**Prompt:**
Report, in full, each line of the material below in which the string "derivative" occurs.

**Provided material:**
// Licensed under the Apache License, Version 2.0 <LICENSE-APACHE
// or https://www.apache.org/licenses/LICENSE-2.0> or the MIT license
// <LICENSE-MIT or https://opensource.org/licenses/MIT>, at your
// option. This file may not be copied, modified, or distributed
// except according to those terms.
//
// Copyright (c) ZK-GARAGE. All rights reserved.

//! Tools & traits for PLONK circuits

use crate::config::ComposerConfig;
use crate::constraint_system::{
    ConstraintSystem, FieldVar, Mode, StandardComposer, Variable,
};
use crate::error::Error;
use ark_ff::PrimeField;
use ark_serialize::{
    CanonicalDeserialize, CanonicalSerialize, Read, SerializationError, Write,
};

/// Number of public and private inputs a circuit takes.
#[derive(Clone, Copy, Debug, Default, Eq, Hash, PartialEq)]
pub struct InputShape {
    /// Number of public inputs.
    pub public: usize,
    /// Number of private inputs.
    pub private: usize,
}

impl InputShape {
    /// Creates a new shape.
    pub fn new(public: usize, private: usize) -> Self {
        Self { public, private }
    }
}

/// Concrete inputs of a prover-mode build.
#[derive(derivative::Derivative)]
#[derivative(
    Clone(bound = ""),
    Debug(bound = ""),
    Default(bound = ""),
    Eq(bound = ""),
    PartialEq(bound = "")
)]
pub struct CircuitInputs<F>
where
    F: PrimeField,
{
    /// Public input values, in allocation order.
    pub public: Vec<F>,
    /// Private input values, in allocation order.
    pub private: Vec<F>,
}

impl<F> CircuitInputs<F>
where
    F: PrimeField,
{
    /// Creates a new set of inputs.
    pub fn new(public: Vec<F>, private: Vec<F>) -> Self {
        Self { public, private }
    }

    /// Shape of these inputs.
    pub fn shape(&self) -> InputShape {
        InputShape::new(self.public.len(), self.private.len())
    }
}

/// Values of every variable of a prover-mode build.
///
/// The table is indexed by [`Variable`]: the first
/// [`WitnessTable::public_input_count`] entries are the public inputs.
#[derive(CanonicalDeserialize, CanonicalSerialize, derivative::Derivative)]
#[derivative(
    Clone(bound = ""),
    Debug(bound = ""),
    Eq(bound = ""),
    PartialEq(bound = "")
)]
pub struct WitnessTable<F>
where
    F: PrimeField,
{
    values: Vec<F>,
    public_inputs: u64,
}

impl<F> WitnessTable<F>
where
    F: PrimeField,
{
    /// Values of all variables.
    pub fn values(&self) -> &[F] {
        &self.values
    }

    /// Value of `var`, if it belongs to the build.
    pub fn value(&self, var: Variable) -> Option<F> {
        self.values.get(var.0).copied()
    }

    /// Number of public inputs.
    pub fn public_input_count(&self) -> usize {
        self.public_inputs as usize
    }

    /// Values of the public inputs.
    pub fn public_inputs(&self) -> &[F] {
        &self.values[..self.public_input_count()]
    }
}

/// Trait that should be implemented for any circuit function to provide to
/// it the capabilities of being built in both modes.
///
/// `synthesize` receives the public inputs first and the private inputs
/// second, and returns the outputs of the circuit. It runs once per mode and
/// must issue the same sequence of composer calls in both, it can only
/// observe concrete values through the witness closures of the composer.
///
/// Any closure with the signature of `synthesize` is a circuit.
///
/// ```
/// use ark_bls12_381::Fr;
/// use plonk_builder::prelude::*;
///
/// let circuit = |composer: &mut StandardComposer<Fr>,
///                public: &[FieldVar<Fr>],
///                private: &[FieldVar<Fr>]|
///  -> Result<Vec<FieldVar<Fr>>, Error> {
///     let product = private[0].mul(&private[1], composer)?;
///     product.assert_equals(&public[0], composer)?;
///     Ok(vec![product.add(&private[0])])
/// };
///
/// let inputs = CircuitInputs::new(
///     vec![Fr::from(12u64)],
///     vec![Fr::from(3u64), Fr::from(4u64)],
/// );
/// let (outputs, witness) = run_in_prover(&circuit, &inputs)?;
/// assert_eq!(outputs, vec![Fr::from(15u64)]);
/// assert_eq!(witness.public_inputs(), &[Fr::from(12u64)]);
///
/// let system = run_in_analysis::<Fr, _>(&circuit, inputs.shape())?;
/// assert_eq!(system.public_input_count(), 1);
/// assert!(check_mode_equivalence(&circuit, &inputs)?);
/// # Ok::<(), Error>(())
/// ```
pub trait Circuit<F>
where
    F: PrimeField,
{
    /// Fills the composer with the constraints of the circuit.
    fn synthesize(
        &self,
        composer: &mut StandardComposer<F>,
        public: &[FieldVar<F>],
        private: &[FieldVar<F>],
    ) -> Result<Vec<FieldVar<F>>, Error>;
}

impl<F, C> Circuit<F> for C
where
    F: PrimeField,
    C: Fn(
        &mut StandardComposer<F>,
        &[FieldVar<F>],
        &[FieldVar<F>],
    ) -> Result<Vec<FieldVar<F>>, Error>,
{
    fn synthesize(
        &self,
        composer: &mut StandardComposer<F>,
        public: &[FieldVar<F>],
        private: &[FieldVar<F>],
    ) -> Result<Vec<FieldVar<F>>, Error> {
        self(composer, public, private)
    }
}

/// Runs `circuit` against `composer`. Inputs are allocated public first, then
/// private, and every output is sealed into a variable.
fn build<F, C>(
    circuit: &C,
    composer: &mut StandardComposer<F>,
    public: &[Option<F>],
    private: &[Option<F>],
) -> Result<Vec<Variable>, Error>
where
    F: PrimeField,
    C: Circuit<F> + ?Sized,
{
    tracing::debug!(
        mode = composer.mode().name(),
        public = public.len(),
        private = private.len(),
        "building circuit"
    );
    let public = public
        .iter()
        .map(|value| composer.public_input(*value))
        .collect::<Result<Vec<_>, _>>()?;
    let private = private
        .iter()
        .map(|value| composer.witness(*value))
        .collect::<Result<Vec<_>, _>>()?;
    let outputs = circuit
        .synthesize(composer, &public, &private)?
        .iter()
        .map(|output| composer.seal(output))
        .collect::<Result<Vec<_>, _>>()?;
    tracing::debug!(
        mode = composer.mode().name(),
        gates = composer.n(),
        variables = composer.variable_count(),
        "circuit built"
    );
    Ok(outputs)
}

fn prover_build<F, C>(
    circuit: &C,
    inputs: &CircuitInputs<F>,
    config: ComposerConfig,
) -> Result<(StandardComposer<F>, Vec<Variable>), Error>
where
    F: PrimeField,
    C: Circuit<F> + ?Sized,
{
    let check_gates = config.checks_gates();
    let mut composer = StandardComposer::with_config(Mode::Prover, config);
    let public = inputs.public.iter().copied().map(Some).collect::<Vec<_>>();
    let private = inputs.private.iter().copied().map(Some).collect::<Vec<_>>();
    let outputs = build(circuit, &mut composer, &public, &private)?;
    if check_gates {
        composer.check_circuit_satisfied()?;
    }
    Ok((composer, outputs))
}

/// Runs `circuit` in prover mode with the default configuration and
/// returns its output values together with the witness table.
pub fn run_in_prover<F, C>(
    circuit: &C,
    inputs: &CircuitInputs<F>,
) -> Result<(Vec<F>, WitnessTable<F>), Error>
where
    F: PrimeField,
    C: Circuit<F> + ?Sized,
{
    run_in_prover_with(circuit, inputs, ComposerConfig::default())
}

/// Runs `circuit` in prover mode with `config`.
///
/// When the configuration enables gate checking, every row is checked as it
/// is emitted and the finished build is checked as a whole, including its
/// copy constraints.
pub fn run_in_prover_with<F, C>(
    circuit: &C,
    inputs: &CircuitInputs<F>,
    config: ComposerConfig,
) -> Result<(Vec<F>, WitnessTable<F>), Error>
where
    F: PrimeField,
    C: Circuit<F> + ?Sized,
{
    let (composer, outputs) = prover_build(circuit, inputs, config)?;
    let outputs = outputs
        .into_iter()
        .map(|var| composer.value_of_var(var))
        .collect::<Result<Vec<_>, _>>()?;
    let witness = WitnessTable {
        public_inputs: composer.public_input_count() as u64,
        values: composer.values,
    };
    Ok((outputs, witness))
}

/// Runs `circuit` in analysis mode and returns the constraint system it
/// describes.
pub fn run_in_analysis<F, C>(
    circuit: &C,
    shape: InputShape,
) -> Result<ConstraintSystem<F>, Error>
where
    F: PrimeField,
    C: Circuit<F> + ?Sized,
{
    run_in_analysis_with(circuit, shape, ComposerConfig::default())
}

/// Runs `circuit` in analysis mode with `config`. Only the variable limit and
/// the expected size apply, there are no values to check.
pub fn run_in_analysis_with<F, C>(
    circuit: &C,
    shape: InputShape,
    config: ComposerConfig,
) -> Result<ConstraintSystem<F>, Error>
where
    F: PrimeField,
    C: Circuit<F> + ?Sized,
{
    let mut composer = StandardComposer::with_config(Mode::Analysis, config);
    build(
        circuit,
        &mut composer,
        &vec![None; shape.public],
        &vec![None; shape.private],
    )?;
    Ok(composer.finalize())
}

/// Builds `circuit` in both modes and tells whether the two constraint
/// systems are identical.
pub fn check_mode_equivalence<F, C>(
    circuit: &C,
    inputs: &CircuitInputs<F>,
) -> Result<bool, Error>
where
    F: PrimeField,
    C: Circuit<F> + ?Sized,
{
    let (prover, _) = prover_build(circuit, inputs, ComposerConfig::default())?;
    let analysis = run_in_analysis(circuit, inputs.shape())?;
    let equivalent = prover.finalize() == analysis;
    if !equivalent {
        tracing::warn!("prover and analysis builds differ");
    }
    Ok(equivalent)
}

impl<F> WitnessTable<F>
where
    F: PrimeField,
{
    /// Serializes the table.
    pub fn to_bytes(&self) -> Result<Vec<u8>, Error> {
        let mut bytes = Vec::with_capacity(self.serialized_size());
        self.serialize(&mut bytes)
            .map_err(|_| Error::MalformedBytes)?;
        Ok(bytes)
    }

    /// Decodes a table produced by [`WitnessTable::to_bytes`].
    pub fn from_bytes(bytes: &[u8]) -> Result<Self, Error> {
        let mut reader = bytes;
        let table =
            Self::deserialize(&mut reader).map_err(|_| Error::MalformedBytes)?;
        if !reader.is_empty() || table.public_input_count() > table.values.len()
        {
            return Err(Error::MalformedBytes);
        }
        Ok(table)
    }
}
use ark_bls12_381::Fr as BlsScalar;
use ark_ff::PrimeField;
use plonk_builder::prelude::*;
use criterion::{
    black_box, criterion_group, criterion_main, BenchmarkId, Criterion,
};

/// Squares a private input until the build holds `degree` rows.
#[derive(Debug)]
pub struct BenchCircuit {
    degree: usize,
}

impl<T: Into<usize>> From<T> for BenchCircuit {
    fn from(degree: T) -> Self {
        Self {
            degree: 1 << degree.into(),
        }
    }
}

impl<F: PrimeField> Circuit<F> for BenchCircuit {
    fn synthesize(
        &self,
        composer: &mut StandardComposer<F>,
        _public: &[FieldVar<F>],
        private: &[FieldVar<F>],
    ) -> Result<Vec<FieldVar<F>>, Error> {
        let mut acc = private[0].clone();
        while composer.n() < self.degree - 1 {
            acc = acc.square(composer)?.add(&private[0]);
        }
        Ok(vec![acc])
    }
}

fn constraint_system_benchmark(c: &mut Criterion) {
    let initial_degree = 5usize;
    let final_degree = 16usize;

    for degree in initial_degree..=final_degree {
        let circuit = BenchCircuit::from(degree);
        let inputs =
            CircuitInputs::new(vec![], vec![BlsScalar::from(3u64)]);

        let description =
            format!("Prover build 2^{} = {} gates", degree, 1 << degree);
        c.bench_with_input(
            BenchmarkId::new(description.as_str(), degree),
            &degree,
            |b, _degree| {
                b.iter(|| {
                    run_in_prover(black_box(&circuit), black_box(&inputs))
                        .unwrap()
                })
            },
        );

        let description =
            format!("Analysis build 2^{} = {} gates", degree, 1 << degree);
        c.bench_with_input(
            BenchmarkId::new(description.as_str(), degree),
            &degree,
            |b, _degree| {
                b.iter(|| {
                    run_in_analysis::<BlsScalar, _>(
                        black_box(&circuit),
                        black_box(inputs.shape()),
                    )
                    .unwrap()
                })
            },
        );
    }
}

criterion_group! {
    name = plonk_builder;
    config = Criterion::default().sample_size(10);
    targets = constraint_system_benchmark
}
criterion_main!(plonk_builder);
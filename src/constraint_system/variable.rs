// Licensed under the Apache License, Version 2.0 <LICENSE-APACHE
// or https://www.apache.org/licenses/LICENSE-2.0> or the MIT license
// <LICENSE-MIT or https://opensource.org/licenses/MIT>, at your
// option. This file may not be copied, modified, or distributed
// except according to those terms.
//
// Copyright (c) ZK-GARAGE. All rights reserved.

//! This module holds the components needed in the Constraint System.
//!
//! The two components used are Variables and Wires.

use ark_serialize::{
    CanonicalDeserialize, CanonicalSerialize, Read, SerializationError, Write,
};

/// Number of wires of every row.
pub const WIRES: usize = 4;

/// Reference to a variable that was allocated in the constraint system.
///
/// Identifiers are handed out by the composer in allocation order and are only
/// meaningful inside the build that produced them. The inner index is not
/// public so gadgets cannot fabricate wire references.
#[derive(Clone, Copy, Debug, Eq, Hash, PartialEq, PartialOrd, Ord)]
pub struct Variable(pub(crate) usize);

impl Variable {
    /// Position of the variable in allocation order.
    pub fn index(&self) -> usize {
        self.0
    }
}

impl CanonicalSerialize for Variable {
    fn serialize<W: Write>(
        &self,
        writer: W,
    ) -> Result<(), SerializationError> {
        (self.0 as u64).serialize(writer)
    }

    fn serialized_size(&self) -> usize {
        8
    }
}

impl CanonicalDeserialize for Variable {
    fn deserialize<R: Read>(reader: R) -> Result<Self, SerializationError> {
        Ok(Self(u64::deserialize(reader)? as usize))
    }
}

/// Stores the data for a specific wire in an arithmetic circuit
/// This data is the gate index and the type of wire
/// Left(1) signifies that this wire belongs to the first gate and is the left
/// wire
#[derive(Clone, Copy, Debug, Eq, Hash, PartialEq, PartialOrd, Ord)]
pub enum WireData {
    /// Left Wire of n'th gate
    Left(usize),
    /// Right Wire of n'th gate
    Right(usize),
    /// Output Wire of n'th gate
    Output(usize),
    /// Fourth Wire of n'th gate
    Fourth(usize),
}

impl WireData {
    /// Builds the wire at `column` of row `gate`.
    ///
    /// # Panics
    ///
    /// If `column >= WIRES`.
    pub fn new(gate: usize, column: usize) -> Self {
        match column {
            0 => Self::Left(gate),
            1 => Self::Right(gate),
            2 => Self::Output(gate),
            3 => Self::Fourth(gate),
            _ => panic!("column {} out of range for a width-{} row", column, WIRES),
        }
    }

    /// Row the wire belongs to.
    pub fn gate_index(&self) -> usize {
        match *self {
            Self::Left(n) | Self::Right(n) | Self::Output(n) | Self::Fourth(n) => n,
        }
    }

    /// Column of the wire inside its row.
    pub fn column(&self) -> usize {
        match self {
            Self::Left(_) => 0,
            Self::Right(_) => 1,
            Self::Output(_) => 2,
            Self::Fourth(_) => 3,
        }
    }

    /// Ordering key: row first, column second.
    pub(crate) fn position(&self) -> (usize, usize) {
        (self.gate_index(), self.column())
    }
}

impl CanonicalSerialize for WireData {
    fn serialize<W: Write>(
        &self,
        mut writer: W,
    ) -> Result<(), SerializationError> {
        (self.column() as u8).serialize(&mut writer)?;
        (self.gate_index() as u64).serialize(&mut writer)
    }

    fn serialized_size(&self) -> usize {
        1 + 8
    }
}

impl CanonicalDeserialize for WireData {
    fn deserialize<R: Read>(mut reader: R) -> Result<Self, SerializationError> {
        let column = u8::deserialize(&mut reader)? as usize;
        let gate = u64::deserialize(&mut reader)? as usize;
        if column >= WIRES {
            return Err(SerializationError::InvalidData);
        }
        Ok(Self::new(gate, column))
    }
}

**Solved problem:**
#[derive(derivative::Derivative)]
#[derivative(
#[derive(CanonicalDeserialize, CanonicalSerialize, derivative::Derivative)]
#[derivative(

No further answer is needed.